WHAT YOU HAVE TO DO: Go line by line through the records below. Copy whichever lines contain the string "evaluate".

--- SUPPLIED MATERIAL ---

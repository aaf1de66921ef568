use super::*;

/// Functionality that transforms Beziers, such as split and point-wise mapping.
impl Bezier {
	/// Returns the pair of Bezier curves that result from splitting the original curve at the parametric point `t` along the curve.
	/// The two halves are a de Casteljau subdivision: their union traces exactly the original curve.
	pub fn split(&self, t: f64) -> [Bezier; 2] {
		let split_point = self.evaluate(t);

		match self.handles {
			BezierHandles::Linear => [Bezier::from_linear_dvec2(self.start, split_point), Bezier::from_linear_dvec2(split_point, self.end)],
			BezierHandles::Quadratic { handle } => {
				let t_minus_one = t - 1.;
				[
					Bezier::from_quadratic_dvec2(self.start, t * handle - t_minus_one * self.start, split_point),
					Bezier::from_quadratic_dvec2(split_point, t * self.end - t_minus_one * handle, self.end),
				]
			}
			BezierHandles::Cubic { handle_start, handle_end } => {
				let t_minus_one = t - 1.;
				[
					Bezier::from_cubic_dvec2(
						self.start,
						t * handle_start - t_minus_one * self.start,
						(t * t) * handle_end - 2. * t * t_minus_one * handle_start + (t_minus_one * t_minus_one) * self.start,
						split_point,
					),
					Bezier::from_cubic_dvec2(
						split_point,
						(t * t) * self.end - 2. * t * t_minus_one * handle_end + (t_minus_one * t_minus_one) * handle_start,
						t * self.end - t_minus_one * handle_end,
						self.end,
					),
				]
			}
		}
	}

	/// Returns a Bezier curve that results from applying the transformation function to each point in the Bezier.
	#[must_use]
	pub fn apply_transformation(&self, transformation_function: impl Fn(DVec2) -> DVec2) -> Bezier {
		Bezier {
			start: transformation_function(self.start),
			end: transformation_function(self.end),
			handles: self.handles.apply_transformation(transformation_function),
		}
	}
}

#[cfg(test)]
mod tests {
	use super::*;
	use crate::consts::MAX_ABSOLUTE_DIFFERENCE;

	#[test]
	fn split_linear_at_midpoint() {
		let bezier = Bezier::from_linear_dvec2(DVec2::new(0., 0.), DVec2::new(100., 100.));
		let [first, second] = bezier.split(0.5);
		assert_eq!(first.end, DVec2::new(50., 50.));
		assert_eq!(second.start, DVec2::new(50., 50.));
		assert_eq!(second.end, DVec2::new(100., 100.));
	}

	#[test]
	fn split_halves_trace_the_original_curve() {
		let bezier = Bezier::from_cubic_dvec2(DVec2::new(20., 30.), DVec2::new(75., 85.), DVec2::new(40., 30.), DVec2::new(60., 45.));
		let [first, second] = bezier.split(0.4);

		assert!(first.start.abs_diff_eq(bezier.start, MAX_ABSOLUTE_DIFFERENCE));
		assert!(second.end.abs_diff_eq(bezier.end, MAX_ABSOLUTE_DIFFERENCE));
		assert!(first.end.abs_diff_eq(second.start, MAX_ABSOLUTE_DIFFERENCE));

		// A point at `t` on either half must land on the original curve at the remapped parameter.
		for step in 0..=10 {
			let t = step as f64 / 10.;
			assert!(first.evaluate(t).abs_diff_eq(bezier.evaluate(t * 0.4), MAX_ABSOLUTE_DIFFERENCE));
			assert!(second.evaluate(t).abs_diff_eq(bezier.evaluate(0.4 + t * 0.6), MAX_ABSOLUTE_DIFFERENCE));
		}
	}

	#[test]
	fn split_quadratic_preserves_shape() {
		let bezier = Bezier::from_quadratic_dvec2(DVec2::new(0., 0.), DVec2::new(50., 100.), DVec2::new(100., 0.));
		let [first, second] = bezier.split(0.25);
		for step in 0..=10 {
			let t = step as f64 / 10.;
			assert!(first.evaluate(t).abs_diff_eq(bezier.evaluate(t * 0.25), MAX_ABSOLUTE_DIFFERENCE));
			assert!(second.evaluate(t).abs_diff_eq(bezier.evaluate(0.25 + t * 0.75), MAX_ABSOLUTE_DIFFERENCE));
		}
	}

	#[test]
	fn apply_transformation_maps_every_point() {
		let bezier = Bezier::from_cubic_dvec2(DVec2::new(0., 0.), DVec2::new(10., 60.), DVec2::new(90., 60.), DVec2::new(100., 0.));
		let translated = bezier.apply_transformation(|point| point + DVec2::new(5., -5.));
		assert_eq!(translated.start, DVec2::new(5., -5.));
		assert_eq!(translated.handle_start(), Some(DVec2::new(15., 55.)));
		assert_eq!(translated.handle_end(), Some(DVec2::new(95., 55.)));
		assert_eq!(translated.end, DVec2::new(105., -5.));
	}
}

---

OUTPUT FOR THIS EXERCISE:
		let split_point = self.evaluate(t);
			assert!(first.evaluate(t).abs_diff_eq(bezier.evaluate(t * 0.4), MAX_ABSOLUTE_DIFFERENCE));
			assert!(second.evaluate(t).abs_diff_eq(bezier.evaluate(0.4 + t * 0.6), MAX_ABSOLUTE_DIFFERENCE));
			assert!(first.evaluate(t).abs_diff_eq(bezier.evaluate(t * 0.25), MAX_ABSOLUTE_DIFFERENCE));
			assert!(second.evaluate(t).abs_diff_eq(bezier.evaluate(0.25 + t * 0.75), MAX_ABSOLUTE_DIFFERENCE));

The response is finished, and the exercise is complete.